In this thesis, several novel techniques for the correction of the intensity variations are introduced. Further on, we demonstrate their advantages in a clinical application. Many state–of–the–art approaches for correction of inhomogeneities lack either generalizability, efficiency, or accuracy. We present novel methods that overcome these drawbacks by introducing prior knowledge in the objective function and by mapping the optimization process onto a divide–and–conquer like strategy. The experiments show that we can increase the average separability of tissue classes in clinical relevant 3-d angiographies by approximately 18.2% whereas state–of–the–art methods could only achieve 11.6 %. The mapping of the intensities of a newly acquired image to a general intensity scale has to preserve the structural characteristics of the image’s histogram. Further, it has to be invertible. Hence, many standardization approaches estimate a rather coarse intensity transformation. We propose several methods for standardization that are closely related to image registration techniques. These methods compute a perintensity mapping. In addition, the methods presented are the only ones known that do a joint standardization and that can handle images with a very large field–of–view. The experiments show that our method achieves an average intensity overlap of the major tissue classes of T1w images of about 86.2%. The most commonly used state–of–the–art method resulted in only 70.1% overlap.
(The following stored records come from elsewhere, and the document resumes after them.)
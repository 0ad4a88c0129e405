//! Таксономия ошибок движка бронирования.
//!
//! Ни одна ошибка здесь не ретраится автоматически: каждая либо блокирует шаг
//! с сообщением, либо повторяется самим пользователем.

use thiserror::Error;

use crate::models::{AreaId, RoundId, SeatGradeId, SeatPositionId, TierRef};

/// Сбой при обращении к бэкенду.
#[derive(Debug, Error)]
pub enum FetchError {
    #[error("request to {endpoint} failed: {source}")]
    Transport {
        endpoint: String,
        #[source]
        source: reqwest::Error,
    },

    #[error("{endpoint} returned an unexpected body: {source}")]
    Decode {
        endpoint: String,
        #[source]
        source: reqwest::Error,
    },

    #[error("{endpoint} responded with status {status}")]
    Status {
        endpoint: String,
        status: reqwest::StatusCode,
    },

    #[error("circuit breaker is open - backend temporarily unavailable")]
    CircuitOpen,

    #[error("invalid backend url: {0}")]
    InvalidBaseUrl(String),
}

/// Почему клик по месту ничего не изменил.
#[derive(Debug, Clone, Copy, PartialEq, Eq, Error)]
pub enum Rejection {
    #[error("seat cannot be reserved")]
    Unreservable,

    #[error("최대 {max}석까지 선택 가능")]
    LimitExceeded { max: u32 },
}

/// Ошибки шага распределения скидок. Состояние при этом сохраняется.
#[derive(Debug, Clone, PartialEq, Eq, Error)]
pub enum AllocationError {
    #[error("할인 적용 수({assigned})가 선택 좌석({total}) 초과")]
    CountOverflow { assigned: u32, total: u32 },

    #[error("할인 적용 수({assigned})가 선택좌석({total})와 불일치합니다.")]
    CountMismatch { assigned: u32, total: u32 },

    #[error("grade {grade}: {assigned} seats assigned but {selected} selected")]
    GradeMismatch {
        grade: SeatGradeId,
        assigned: u32,
        selected: u32,
    },

    #[error("grade {0} has no selected seats")]
    UnknownGrade(SeatGradeId),

    #[error("grade {grade} has no tier {tier}")]
    UnknownTier { grade: SeatGradeId, tier: TierRef },

    #[error("count {count} is not one of the allowed steps {allowed:?}")]
    IllegalCount { count: u32, allowed: Vec<u32> },
}

/// Ошибки двухфазного платежа.
#[derive(Debug, Error)]
pub enum PaymentError {
    #[error("결제 시작 오류: {0}")]
    Start(#[source] FetchError),

    #[error("결제 승인 오류: {0}")]
    Confirm(#[source] FetchError),

    #[error("payment start is already in flight")]
    StartInFlight,

    #[error("payment confirmation is already in flight")]
    ConfirmInFlight,

    #[error("payment has not been started")]
    NotStarted,

    #[error("payment is already completed")]
    AlreadyCompleted,

    #[error("invalid payment request: {0}")]
    InvalidRequest(#[from] validator::ValidationErrors),
}

/// Ошибки уровня сессии бронирования.
#[derive(Debug, Error)]
pub enum BookingError {
    #[error(transparent)]
    Fetch(#[from] FetchError),

    #[error(transparent)]
    Allocation(#[from] AllocationError),

    #[error("invalid request: {0}")]
    Invalid(#[from] validator::ValidationErrors),

    #[error("좌석을 선택해주세요.")]
    NoSelection,

    #[error("no seat area is selected")]
    NoAreaSelected,

    #[error("unknown seat area {0}")]
    UnknownArea(AreaId),

    #[error("unknown seat position {0}")]
    UnknownSeat(SeatPositionId),

    #[error("roundId {0} is not part of this performance")]
    UnknownRound(RoundId),
}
In order to illustrate the applicability and importance of the proposed normalization techniques, we introduce a system for the computer-aided assessment of anomalies in the scoliotic spine. It is based on the segmentation of the spinal cord using Markov random field theory. All required steps are presented, from the pre-processing to the visualization of the results. In order to evaluate the system, we use the angle between automatically computed planes through the vertebrae and planes estimated by medical experts. This results in a mean angle difference of less than six degrees being accurate enough to be applicable in a clinical environment.